Don't keep saying, "I Love You!" Because if you have a brain in your head, he/she is at this particular moment, not very loveable.

 

When home with your spouse, (if you usually start the conversation) be scarce or short on words. Don't push any issue? No matter how much you want to!

 

We are that couple that talks multiple times a day and always end a conversation with I Love You. But even living by those rules a majority of the time....makes a difference. It brought back the "chase" in our relationship. It also let him know how much he hurt me.

Posted

good topic!

 

The hardest thing with the 180 is that it is so counter intuitive. Your spouse has pulled away, maybe is talking divorce, acting oddly, etc. Our first instinct is to ask them what is wrong, we want to talk to them and make things better.

 

I think the 180 is brilliant though. I don't think it is a game so much as a tool to help an 'abandoned' spouse with what he/she needs to do to survive emotionally alone.

 

If the 180 causes the WS to stop and take a look at what is happening with their BS (because face it, most 180s are because of the walk away spouse is having an affair), then that is an added benefit.

 

Either way, the BS/abandoned spouse will gain something from it by emotional distance and independence or the renewed interest of the distant spouse.

 

I wish I had known about the 180 when I went through all that cr!p with my H. I did pretty much everything wrong.

Posted

I had to do the 180 to save my sanity, but in the end it brought me back to ME. Now that WH and I are in REAL reconciliation I sort of do parts of the 180 that work for me and not as a way to punish him. It keeps my life from becoming enmeshed with his.

 

Usually it is used to help the BS detach from the WS so that they can think with more clarity and less emotion.

Posted

The 180 is a game?! A tool?! Ok, yes, then I agree it is stupid and destined to fail.

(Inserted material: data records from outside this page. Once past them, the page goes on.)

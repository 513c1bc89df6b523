use crate::chain::ChainExecutor;
use crate::config::OrchestratorConfig;
use crate::context::{ErrorRecord, ExecutionContext, StepResult};
use crate::expression::evaluate_condition;
use crate::plan::validate_pipeline;
use crate::reference::{extract_output, lookup_path, resolve_inputs, resolve_pipeline_reference};
use crate::retry::{run_with_retry, AttemptOutcome, RetryPolicy};
use crate::transform::apply_transform;
use crate::types::{ErrorStrategy, PipelineDefinition, StepDefinition, StepKind};
use chrono::Utc;
use conductor_core::{ConductorError, FailureKind, MetricsSink, NoopMetrics, ToolExecutor};
use futures_util::future::{BoxFuture, FutureExt};
use futures_util::stream::{self, StreamExt};
use serde::{Deserialize, Serialize};
use serde_json::{json, Map, Value};
use std::collections::{HashMap, HashSet};
use std::sync::Arc;
use std::time::{Duration, Instant};
use tokio::task::JoinSet;
use tokio_util::sync::CancellationToken;
use tracing::{debug, info, warn};

/// Runs pipeline definitions step by step.
///
/// Cheap to clone; clones share the tool registry and metrics sink.
#[derive(Clone)]
pub struct PipelineExecutor {
    tools: Arc<dyn ToolExecutor>,
    chains: ChainExecutor,
    metrics: Arc<dyn MetricsSink>,
    default_retry: RetryPolicy,
    max_concurrency: usize,
}

/// Outcome of a pipeline run.
#[derive(Debug, Clone, Serialize, Deserialize)]
#[serde(rename_all = "camelCase")]
pub struct PipelineResult {
    pub success: bool,
    #[serde(default, skip_serializing_if = "Option::is_none")]
    pub error: Option<String>,
    #[serde(default, skip_serializing_if = "Option::is_none")]
    pub failure: Option<FailureKind>,
    pub result: PipelineRunOutput,
    pub metrics: PipelineMetrics,
}
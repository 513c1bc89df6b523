use crate::retry::RetryPolicy;
use crate::team::TeamExecutionStrategy;
use conductor_core::{ConductorError, ConductorResult};
use serde::de::DeserializeOwned;
use serde::{Deserialize, Serialize};
use std::path::Path;

/// Engine-wide settings, usually read from `conductor.toml`.
///
/// ```toml
/// max_concurrency = 4
///
/// [default_retry]
/// max_retries = 2
/// backoff_ms = 250
///
/// [team]
/// default_strategy = "SEQUENTIAL"
/// ```
#[derive(Debug, Clone, PartialEq, Eq, Serialize, Deserialize)]
pub struct OrchestratorConfig {
    /// Used by pipeline steps without a `retryPolicy`.
    #[serde(default)]
    pub default_retry: RetryPolicy,
    /// Upper bound on concurrently running steps in a parallel step or chain group.
    #[serde(default = "default_max_concurrency")]
    pub max_concurrency: usize,
    #[serde(default)]
    pub team: TeamSettings,
}

#[derive(Debug, Clone, Default, PartialEq, Eq, Serialize, Deserialize)]
pub struct TeamSettings {
    /// Strategy used when a task does not pick one.
    #[serde(default)]
    pub default_strategy: TeamExecutionStrategy,
    /// Retry policy applied to every member invocation.
    #[serde(default)]
    pub member_retry: RetryPolicy,
}

fn default_max_concurrency() -> usize {
    8
}

impl Default for OrchestratorConfig {
    fn default() -> Self {
        Self {
            default_retry: RetryPolicy::default(),
            max_concurrency: default_max_concurrency(),
            team: TeamSettings::default(),
        }
    }
}

impl OrchestratorConfig {
    pub fn from_toml_str(text: &str) -> ConductorResult<Self> {
        let config: Self = toml::from_str(text)?;
        config.validate()?;
        Ok(config)
    }

    pub fn from_file(path: impl AsRef<Path>) -> ConductorResult<Self> {
        let text = std::fs::read_to_string(path.as_ref())?;
        Self::from_toml_str(&text)
    }

    pub fn validate(&self) -> ConductorResult<()> {
        if self.max_concurrency == 0 {
            return Err(ConductorError::Config(
                "max_concurrency must be greater than zero".to_string(),
            ));
        }
        Ok(())
    }
}

/// Load a pipeline or chain definition from a `.json` or `.toml` file.
pub fn load_definition<T: DeserializeOwned>(path: impl AsRef<Path>) -> ConductorResult<T> {
    let path = path.as_ref();
    let text = std::fs::read_to_string(path)?;
    match path.extension().and_then(|e| e.to_str()) {
        Some("json") => Ok(serde_json::from_str(&text)?),
        Some("toml") => Ok(toml::from_str(&text)?),
        other => Err(ConductorError::Config(format!(
            "unsupported definition format '{}' for {}",
            other.unwrap_or(""),
            path.display()
        ))),
    }
}

#[cfg(test)]
#[allow(clippy::unwrap_used, clippy::expect_used)]
mod tests {
    use super::*;
    use crate::types::PipelineDefinition;
    use std::io::Write;

    #[test]
    fn test_defaults() {
        let config = OrchestratorConfig::from_toml_str("").unwrap();
        assert_eq!(config, OrchestratorConfig::default());
        assert_eq!(config.max_concurrency, 8);
        assert_eq!(config.default_retry.max_attempts(), 1);
        assert_eq!(config.team.default_strategy, TeamExecutionStrategy::Parallel);
    }

    #[test]
    fn test_full_config() {
        let config = OrchestratorConfig::from_toml_str(
            r#"
            max_concurrency = 2

            [default_retry]
            max_retries = 3
            backoff_ms = 50
            retry_on = ["timeout"]

            [team]
            default_strategy = "ROLE_BASED"

            [team.member_retry]
            max_retries = 1
            "#,
        )
        .unwrap();
        assert_eq!(config.max_concurrency, 2);
        assert_eq!(config.default_retry.max_retries, 3);
        assert_eq!(config.default_retry.retry_on, vec!["timeout"]);
        assert_eq!(config.team.default_strategy, TeamExecutionStrategy::RoleBased);
        assert_eq!(config.team.member_retry.max_retries, 1);
    }

    #[test]
    fn test_zero_concurrency_rejected() {
        let err = OrchestratorConfig::from_toml_str("max_concurrency = 0").unwrap_err();
        assert!(matches!(err, ConductorError::Config(_)));
    }

    #[test]
    fn test_bad_toml_is_error() {
        let err = OrchestratorConfig::from_toml_str("max_concurrency = [").unwrap_err();
        assert!(matches!(err, ConductorError::Toml(_)));
    }

    #[test]
    fn test_load_definition_by_extension() {
        let dir = tempfile::tempdir().unwrap();

        let json_path = dir.path().join("p.json");
        std::fs::File::create(&json_path)
            .unwrap()
            .write_all(br#"{"id": "p", "steps": [{"id": "w", "type": "wait", "duration": 1}]}"#)
            .unwrap();
        let def: PipelineDefinition = load_definition(&json_path).unwrap();
        assert_eq!(def.id, "p");

        let toml_path = dir.path().join("p.toml");
        std::fs::write(&toml_path, "id = \"q\"\nsteps = []\n").unwrap();
        let def: PipelineDefinition = load_definition(&toml_path).unwrap();
        assert_eq!(def.id, "q");

        let yaml_path = dir.path().join("p.yaml");
        std::fs::write(&yaml_path, "id: p").unwrap();
        assert!(load_definition::<PipelineDefinition>(&yaml_path).is_err());
    }

    #[test]
    fn test_missing_file_is_io_error() {
        let err = OrchestratorConfig::from_file("/definitely/not/here.toml").unwrap_err();
        assert!(matches!(err, ConductorError::Io(_)));
    }
}
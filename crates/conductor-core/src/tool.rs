use crate::ConductorResult;
use async_trait::async_trait;
use serde::{Deserialize, Serialize};

/// Named parameters passed to a tool invocation.
pub type Params = serde_json::Map<String, serde_json::Value>;

/// The result returned by the tool registry for one invocation.
#[derive(Debug, Clone, PartialEq, Serialize, Deserialize)]
pub struct ToolResult {
    /// Whether the tool reported success.
    pub success: bool,
    /// The tool's output, if any.
    #[serde(default, skip_serializing_if = "Option::is_none")]
    pub result: Option<serde_json::Value>,
    /// Failure description when `success` is false.
    #[serde(default, skip_serializing_if = "Option::is_none")]
    pub error: Option<String>,
    /// Tool-specific metrics (timings, byte counts, ...).
    #[serde(default, skip_serializing_if = "Option::is_none")]
    pub metrics: Option<serde_json::Value>,
}

impl ToolResult {
    /// Creates a successful tool result.
    pub fn success(result: serde_json::Value) -> Self {
        Self {
            success: true,
            result: Some(result),
            error: None,
            metrics: None,
        }
    }

    /// Creates a failed tool result.
    pub fn failure(error: impl Into<String>) -> Self {
        Self {
            success: false,
            result: None,
            error: Some(error.into()),
            metrics: None,
        }
    }

    /// Attaches metrics to the result.
    pub fn with_metrics(mut self, metrics: serde_json::Value) -> Self {
        self.metrics = Some(metrics);
        self
    }

    /// The error text, or a generic message for failures without one.
    pub fn error_message(&self) -> String {
        self.error
            .clone()
            .unwrap_or_else(|| "tool reported failure without an error message".to_string())
    }
}

/// Anything that can execute a tool by name — normally the tool registry.
///
/// An `Err` means the call itself could not be made (unknown tool, transport
/// failure); a tool that ran and failed returns `Ok` with `success == false`.
#[async_trait]
pub trait ToolExecutor: Send + Sync {
    /// Invoke the tool `name` with the given parameters.
    async fn execute_tool(&self, name: &str, params: Params) -> ConductorResult<ToolResult>;
}
use serde::{Deserialize, Serialize};

/// Top-level error type for the Conductor engine.
///
/// Planning variants are raised before any step runs; execution variants are
/// captured into step results unless the run's error strategy says to stop.
#[derive(Debug, thiserror::Error)]
pub enum ConductorError {
    /// A step references a dependency that does not exist in the definition.
    #[error("Planning error: step '{step}' depends on unknown step '{dependency}'")]
    Planning {
        /// The step declaring the dependency.
        step: String,
        /// The missing dependency id.
        dependency: String,
    },

    /// The dependency graph contains a cycle.
    #[error("Planning error: dependency cycle detected: {}", .0.join(" -> "))]
    DependencyCycle(Vec<String>),

    /// Two steps in one definition share an id.
    #[error("Planning error: duplicate step id '{0}'")]
    DuplicateStep(String),

    /// A chain step carries a malformed semantic number.
    #[error("Planning error: step '{step}' has invalid semantic number '{value}'")]
    InvalidSemanticNumber {
        /// The offending step.
        step: String,
        /// The rejected value.
        value: String,
    },

    /// A prerequisite step did not succeed at run time.
    #[error("Dependency not met: step '{step}' requires '{dependency}' to succeed")]
    DependencyNotMet {
        /// The step that could not run.
        step: String,
        /// The unsatisfied dependency.
        dependency: String,
    },

    /// A step (tool, chain, transform, ...) failed.
    #[error("Step '{step}' failed: {message}")]
    StepExecution {
        /// The failing step.
        step: String,
        /// Failure description.
        message: String,
    },

    /// A team task payload is missing required fields.
    #[error("Payload validation error: missing required field(s): {}", .0.join(", "))]
    PayloadValidation(Vec<String>),

    /// Every participant of a fan-out failed.
    #[error("{0}")]
    AggregateFailure(String),

    /// An error raised by the tool registry or a tool.
    #[error("Tool error: {0}")]
    Tool(String),

    /// An error raised while invoking an agent.
    #[error("Agent error: {0}")]
    Agent(String),

    /// A condition expression could not be parsed or evaluated.
    #[error("Expression error: {0}")]
    Expression(String),

    /// An error in configuration parsing or validation.
    #[error("Config error: {0}")]
    Config(String),

    /// The run was cancelled through its cancellation token.
    #[error("Cancelled: {0}")]
    Cancelled(String),

    /// A JSON serialization or deserialization error.
    #[error("JSON error: {0}")]
    Json(#[from] serde_json::Error),

    /// A TOML deserialization error.
    #[error("TOML error: {0}")]
    Toml(#[from] toml::de::Error),

    /// A standard I/O error.
    #[error("IO error: {0}")]
    Io(#[from] std::io::Error),
}

/// A convenience `Result` alias using [`ConductorError`].
pub type ConductorResult<T> = Result<T, ConductorError>;

/// Coarse classification of a failure, attached to failed run results so
/// callers can branch without matching on error strings.
#[derive(Debug, Clone, Copy, PartialEq, Eq, Hash, Serialize, Deserialize)]
#[serde(rename_all = "snake_case")]
pub enum FailureKind {
    /// Rejected before execution started.
    Planning,
    /// A prerequisite did not succeed.
    DependencyNotMet,
    /// A step, tool or agent call failed.
    StepExecution,
    /// A team payload was malformed.
    PayloadValidation,
    /// Every participant of a fan-out failed.
    AggregateFailure,
    /// The run was cancelled.
    Cancelled,
    /// Configuration or (de)serialization problem.
    Config,
}

impl ConductorError {
    /// Classify this error.
    pub fn kind(&self) -> FailureKind {
        match self {
            ConductorError::Planning { .. }
            | ConductorError::DependencyCycle(_)
            | ConductorError::DuplicateStep(_)
            | ConductorError::InvalidSemanticNumber { .. } => FailureKind::Planning,
            ConductorError::DependencyNotMet { .. } => FailureKind::DependencyNotMet,
            ConductorError::StepExecution { .. }
            | ConductorError::Tool(_)
            | ConductorError::Agent(_)
            | ConductorError::Expression(_) => FailureKind::StepExecution,
            ConductorError::PayloadValidation(_) => FailureKind::PayloadValidation,
            ConductorError::AggregateFailure(_) => FailureKind::AggregateFailure,
            ConductorError::Cancelled(_) => FailureKind::Cancelled,
            ConductorError::Config(_)
            | ConductorError::Json(_)
            | ConductorError::Toml(_)
            | ConductorError::Io(_) => FailureKind::Config,
        }
    }

    /// Whether the error was detected before any step ran.
    pub fn is_planning(&self) -> bool {
        self.kind() == FailureKind::Planning
    }
}

#[cfg(test)]
#[allow(clippy::unwrap_used, clippy::expect_used)]
mod tests {
    use super::*;

    #[test]
    fn test_planning_error_names_step_and_dependency() {
        let err = ConductorError::Planning {
            step: "write".into(),
            dependency: "fetch".into(),
        };
        let msg = err.to_string();
        assert!(msg.contains("'write'"));
        assert!(msg.contains("'fetch'"));
        assert!(err.is_planning());
    }

    #[test]
    fn test_cycle_display() {
        let err = ConductorError::DependencyCycle(vec!["a".into(), "b".into(), "a".into()]);
        assert_eq!(
            err.to_string(),
            "Planning error: dependency cycle detected: a -> b -> a"
        );
        assert_eq!(err.kind(), FailureKind::Planning);
    }

    #[test]
    fn test_payload_validation_lists_fields() {
        let err = ConductorError::PayloadValidation(vec!["id".into(), "title".into()]);
        assert!(err.to_string().ends_with("id, title"));
        assert_eq!(err.kind(), FailureKind::PayloadValidation);
    }

    #[test]
    fn test_failure_kind_serialization() {
        let json = serde_json::to_string(&FailureKind::DependencyNotMet).unwrap();
        assert_eq!(json, "\"dependency_not_met\"");
    }
}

If that is your attitude about it then you need help and help wont be enough. Sorry, I guess I'm not on topic here b/c posters that think the 180 is a game or tool and as such can help them. That attitude will not benefit you.

 

I lived for months with an unrepentant WS. I hoped that WS would see the light and really truly be sorry. WS gradually did become more aware. But it was slow. And painful to me. There was a tipping point where I could not take it anymore.

 

I moved out. I intended to never return. It was not a game. It was not manipulation. I was not coming back.

 

In the end WS won me back. For today. Tomorrow is up to negotiation.

 

Don't use the 180 as a game or you will lose that game. You hold all the cards or you don't. If you don't then just spread your legs and or roll over. Its not a game if you hold all the cards.